La señora Simpson se había vuelto hacia mí y sus ojos, ocultos por unas gafas negras que la protegían de la violenta luz que caía del cielo en líneas casi verticales, me apuntaban. Respondí con una media sonrisa, tratando de disimular lo que realmente estaba haciendo mientras nuestro elefante aceleraba el paso para situarse en cabeza del grupo de cuatro o cinco animales que transportaban a príncipes y gentilhombres de la casa Muradeva. Porque, contrariamente a lo que creía Simpson, yo no soñaba con los ojos abiertos, sino que estaba en plena actividad: con la punta de un cuchillo me esforzaba en inutilizar los cartuchos de fusil, separando las balas de plomo de su casquillo de cobre. Por encima de todo, pretendía que las armas que el soberano y su amante tenían a su alcance no fueran aprovechables de ningún modo. ¡Y tanto peor si se quedaban sin su caza del tigre! Con unos hábiles golpecitos propinados con su gancho de acero curvado, el cornaca pidió a su animal que acelerara la marcha. Lentamente pero con regularidad, el elefante empezó a distanciarse de la manada. Los balanceos de la barquilla se hicieron cada vez más amplios, lo que pareció divertir a Wallis y Eduardo y que a mí me provocó, en cambio, un vértigo comparable al de un mareo en alta mar. Mi corazón empezó a palpitar con más fuerza porque presentía que la emboscada se cerraba sobre nosotros. El elefante avanzó rápidamente por la trocha, levantando una nube de polvo en torno a su enorme cuerpo caparazonado con banderolas y ornamentos de toda clase. Oí una voz que no reconocí llamándonos desde atrás, tal vez de alguien que se inquietaba al ver al elefante real alejándose del grupo principal. Pero el cornaca no redujo el paso, sino que, bien al contrario, optó por aumentarlo para alcanzar cuanto antes un bosquecillo de bambús donde yo sabía que iba a hacernos desaparecer. Mantuvo el ritmo del paquidermo durante cien yardas largas todavía, y luego entramos bajo la cobertura de los árboles.

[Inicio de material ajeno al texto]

use std::collections::BTreeMap;
use std::sync::Arc;

use crate::backend::FacetDescriptor;
use crate::cache::CacheableMetadata;
use crate::entity::Entity;
use crate::filter::FilterSource;
use crate::source::ListSource;
use crate::types::FilterValue;

/// An index processor that can derive filter values from a context entity.
///
/// Needed for facets over processor-provided fields, which have no schema
/// field to read from.
pub trait ContextualProcessor: Send + Sync {
    fn contextual_values(
        &self,
        facet: &FacetDescriptor,
        context: &Entity,
        source: FilterSource,
        cache: &mut CacheableMetadata,
    ) -> Vec<FilterValue>;
}

/// Contextual-aware processors keyed by index processor id.
#[derive(Clone, Default)]
pub struct ContextualProcessors {
    by_processor: BTreeMap<String, Arc<dyn ContextualProcessor>>,
}

impl ContextualProcessors {
    pub fn new() -> Self {
        Self::default()
    }

    pub fn register(&mut self, processor_id: impl Into<String>, processor: Arc<dyn ContextualProcessor>) {
        self.by_processor.insert(processor_id.into(), processor);
    }

    /// The processor backing the facet's index field, if it is contextual-aware.
    pub fn for_facet(&self, list_source: &ListSource, facet: &FacetDescriptor) -> Option<&dyn ContextualProcessor> {
        let field = list_source.index_field(facet)?;
        let processor = list_source.index().processor_for(&field.property_path)?;
        self.by_processor.get(&processor.id).map(|p| p.as_ref())
    }
}
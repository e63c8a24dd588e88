use std::collections::BTreeSet;
use std::fmt;

use serde::{Deserialize, Serialize};
use sha2::{Digest, Sha256};

/// Identifier of a list source, derived from its (entity type, bundle) pair.
#[derive(Debug, Clone, PartialEq, Eq, PartialOrd, Ord, Hash, Serialize, Deserialize)]
#[serde(transparent)]
pub struct SearchId(String);

impl SearchId {
    pub fn for_bundle(entity_type: &str, bundle: &str) -> Self {
        SearchId(format!("list_source:{entity_type}:{bundle}"))
    }

    pub fn as_str(&self) -> &str {
        &self.0
    }
}

impl fmt::Display for SearchId {
    fn fmt(&self, f: &mut fmt::Formatter<'_>) -> fmt::Result {
        f.write_str(&self.0)
    }
}

/// Key of a preset filter inside one configuration.
///
/// Only meaningful within the filter set it was generated against; two
/// independent edit sessions may assign different ids to the same facet.
#[derive(Debug, Clone, PartialEq, Eq, PartialOrd, Ord, Hash, Serialize, Deserialize)]
#[serde(transparent)]
pub struct FilterId(String);

impl FilterId {
    pub fn new(raw: impl Into<String>) -> Self {
        FilterId(raw.into())
    }

    pub fn as_str(&self) -> &str {
        &self.0
    }
}

impl fmt::Display for FilterId {
    fn fmt(&self, f: &mut fmt::Formatter<'_>) -> fmt::Result {
        f.write_str(&self.0)
    }
}

/// Derive a filter id for `facet_id` that is absent from `existing`.
///
/// The first candidate is `sha256(facet_id)`. On collision the facet id is
/// salted with an incrementing attempt counter until the id is free.
pub fn generate_filter_id(facet_id: &str, existing: &BTreeSet<FilterId>) -> FilterId {
    let mut candidate = FilterId(sha256_hex(facet_id.as_bytes()));
    let mut attempt: u64 = 0;

    while existing.contains(&candidate) {
        attempt += 1;
        candidate = FilterId(sha256_hex(format!("{facet_id}{attempt}").as_bytes()));
    }

    candidate
}

/// Stable hash of a serialized configuration, used as a memoization key.
#[derive(Debug, Clone, PartialEq, Eq, PartialOrd, Ord, Hash, Serialize, Deserialize)]
#[serde(transparent)]
pub struct Fingerprint(String);

impl Fingerprint {
    pub fn from_parts<'a>(parts: impl IntoIterator<Item = &'a [u8]>) -> Self {
        let mut hasher = Sha256::new();
        for part in parts {
            hasher.update(part);
        }

        Fingerprint(format!("sha256:{}", hex::encode(hasher.finalize())))
    }

    pub fn as_str(&self) -> &str {
        &self.0
    }
}

impl fmt::Display for Fingerprint {
    fn fmt(&self, f: &mut fmt::Formatter<'_>) -> fmt::Result {
        f.write_str(&self.0)
    }
}

fn sha256_hex(input: &[u8]) -> String {
    let mut hasher = Sha256::new();
    hasher.update(input);
    hex::encode(hasher.finalize())
}
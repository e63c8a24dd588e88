use std::collections::BTreeMap;

use serde::{Deserialize, Serialize};
use thiserror::Error;

use crate::entity::Entity;
use crate::types::FilterValue;

/// Field the backend stores the originating datasource in.
pub const DATASOURCE_FIELD: &str = "search_api_datasource";

#[derive(Debug, Clone, Copy, PartialEq, Eq, Default, Serialize, Deserialize)]
#[serde(rename_all = "UPPERCASE")]
pub enum SortDirection {
    #[default]
    Asc,
    Desc,
}

#[derive(Debug, Clone, Copy, PartialEq, Eq, Serialize, Deserialize)]
pub enum ConditionOperator {
    #[serde(rename = "=")]
    Eq,
    #[serde(rename = "<>")]
    Ne,
    #[serde(rename = "IN")]
    In,
    #[serde(rename = "NOT IN")]
    NotIn,
}

#[derive(Debug, Clone, PartialEq, Eq, Serialize, Deserialize)]
pub struct Condition {
    pub field: String,
    pub values: Vec<FilterValue>,
    pub operator: ConditionOperator,
}

#[derive(Debug, Clone, PartialEq, Eq, Serialize, Deserialize)]
pub struct SortClause {
    pub field: String,
    pub direction: SortDirection,
}

impl SortClause {
    pub fn new(field: impl Into<String>, direction: SortDirection) -> Self {
        Self {
            field: field.into(),
            direction,
        }
    }
}

/// A parameterized query against one index.
///
/// Options are opaque JSON payloads read by the backend's own facet and
/// processor pipeline.
#[derive(Debug, Clone, PartialEq, Serialize, Deserialize)]
pub struct Query {
    pub index_id: String,
    pub conditions: Vec<Condition>,
    pub options: BTreeMap<String, serde_json::Value>,
    pub sorts: Vec<SortClause>,
    pub offset: usize,
    pub limit: Option<usize>,
    pub languages: Vec<String>,
}

impl Query {
    pub fn new(index_id: impl Into<String>) -> Self {
        Self {
            index_id: index_id.into(),
            conditions: Vec::new(),
            options: BTreeMap::new(),
            sorts: Vec::new(),
            offset: 0,
            limit: None,
            languages: Vec::new(),
        }
    }

    pub fn add_condition(&mut self, field: impl Into<String>, value: impl Into<FilterValue>) -> &mut Self {
        self.add_condition_with(field, vec![value.into()], ConditionOperator::Eq)
    }

    pub fn add_condition_with(
        &mut self,
        field: impl Into<String>,
        values: Vec<FilterValue>,
        operator: ConditionOperator,
    ) -> &mut Self {
        self.conditions.push(Condition {
            field: field.into(),
            values,
            operator,
        });
        self
    }

    pub fn set_option(&mut self, key: impl Into<String>, value: serde_json::Value) -> &mut Self {
        self.options.insert(key.into(), value);
        self
    }

    pub fn option(&self, key: &str) -> Option<&serde_json::Value> {
        self.options.get(key)
    }

    pub fn sort(&mut self, field: impl Into<String>, direction: SortDirection) -> &mut Self {
        self.sorts.push(SortClause::new(field, direction));
        self
    }

    pub fn range(&mut self, offset: usize, limit: usize) -> &mut Self {
        self.offset = offset;
        self.limit = Some(limit);
        self
    }

    pub fn set_languages(&mut self, languages: Vec<String>) -> &mut Self {
        self.languages = languages;
        self
    }

    pub fn conditions_on<'a>(&'a self, field: &'a str) -> impl Iterator<Item = &'a Condition> + 'a {
        self.conditions.iter().filter(move |c| c.field == field)
    }
}

#[derive(Debug, Clone, PartialEq, Serialize, Deserialize)]
pub struct ResultItem {
    pub id: String,
    #[serde(default)]
    pub entity: Option<Entity>,
}

#[derive(Debug, Clone, PartialEq, Default, Serialize, Deserialize)]
pub struct ResultSet {
    /// Total matches before paging.
    pub result_count: usize,
    pub items: Vec<ResultItem>,
}

impl ResultSet {
    pub fn ids(&self) -> Vec<&str> {
        self.items.iter().map(|i| i.id.as_str()).collect()
    }
}

#[derive(Debug, Clone, Error)]
pub enum BackendError {
    #[error("Search backend unavailable: {0}")]
    Unavailable(String),
    #[error("Query execution failed: {0}")]
    Execution(String),
    #[error("Query execution timed out")]
    Timeout,
}

/// The search server executing built queries.
pub trait SearchBackend {
    fn execute(&self, query: &Query) -> Result<ResultSet, BackendError>;
}

impl<B: SearchBackend + ?Sized> SearchBackend for &B {
    fn execute(&self, query: &Query) -> Result<ResultSet, BackendError> {
        (**self).execute(query)
    }
}

impl<B: SearchBackend + ?Sized> SearchBackend for std::sync::Arc<B> {
    fn execute(&self, query: &Query) -> Result<ResultSet, BackendError> {
        (**self).execute(query)
    }
}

Wallis y Eduardo se sonreían el uno al otro mostrando toda su dentadura, como chiquillos enamorados en una atracción de feria, mientras que yo ya era sólo un manojo de nervios en tensión. Las ramas ligeras que nos rodeaban por doquier empezaron a azotar nuestro dosel, forzándonos a esconder la cabeza entre los hombros para protegernos el rostro. Wallis se sacó rápidamente el casco ligero que llevaba y prefirió colocárselo ante la cara a modo de máscara. Eduardo la imitó enseguida. El cornaca se volvió entonces, para observar cómo soportaban sus distinguidos pasajeros la travesía del bosque bajo. Al constatar que no podían verle, me sonrió y, dirigiéndose sólo a mí, se pasó el pulgar por la garganta mientras señalaba a Simpson y Eduardo con el mentón. Luego se concentró en su tarea para hacernos llegar por fin a un sendero trazado despejado, donde las ramas no alcanzaban nuestra barquilla. A buen paso, avanzamos en nuestra marcha durante minutos que a mí me parecieron horas. Nos hundíamos en el corazón de una jungla donde la luz, tamizada por una vegetación de increíble densidad, era la de un constante crepúsculo. A nuestro alrededor se elevaba por todas partes un muro verde que nos separaba a cada instante un poco más del mundo de los vivos. Despreocupados y felices, Wallis y Eduardo se acariciaban las manos balbuceando nimiedades. ¡Y luego, de pronto, se produjo un gran choque que nos lanzó hacia delante! Caí pesadamente contra la espalda de mi soberano, que gimió bajo el impacto, mientras sentía cómo el elefante se hundía con toda su masa en una especie de fosa. ¡El cenagal! Azorado, atrapado en el fango, que ya le succionaba, el animal levantó la trompa y barritó, emitiendo una llamada que resonó sobre los troncos de los árboles e hizo alzar el vuelo a una bandada de pájaros rojos. Wallis y Eduardo trataban de incorporarse de nuevo. Yo, más rápido que ellos, y consciente de que los acontecimientos iban a desencadenarse ahora a una velocidad frenética, ya había conseguido recuperar mi posición. Desde ella vi cómo el cornaca, vuelto hacia mí, me animaba a gritos a actuar.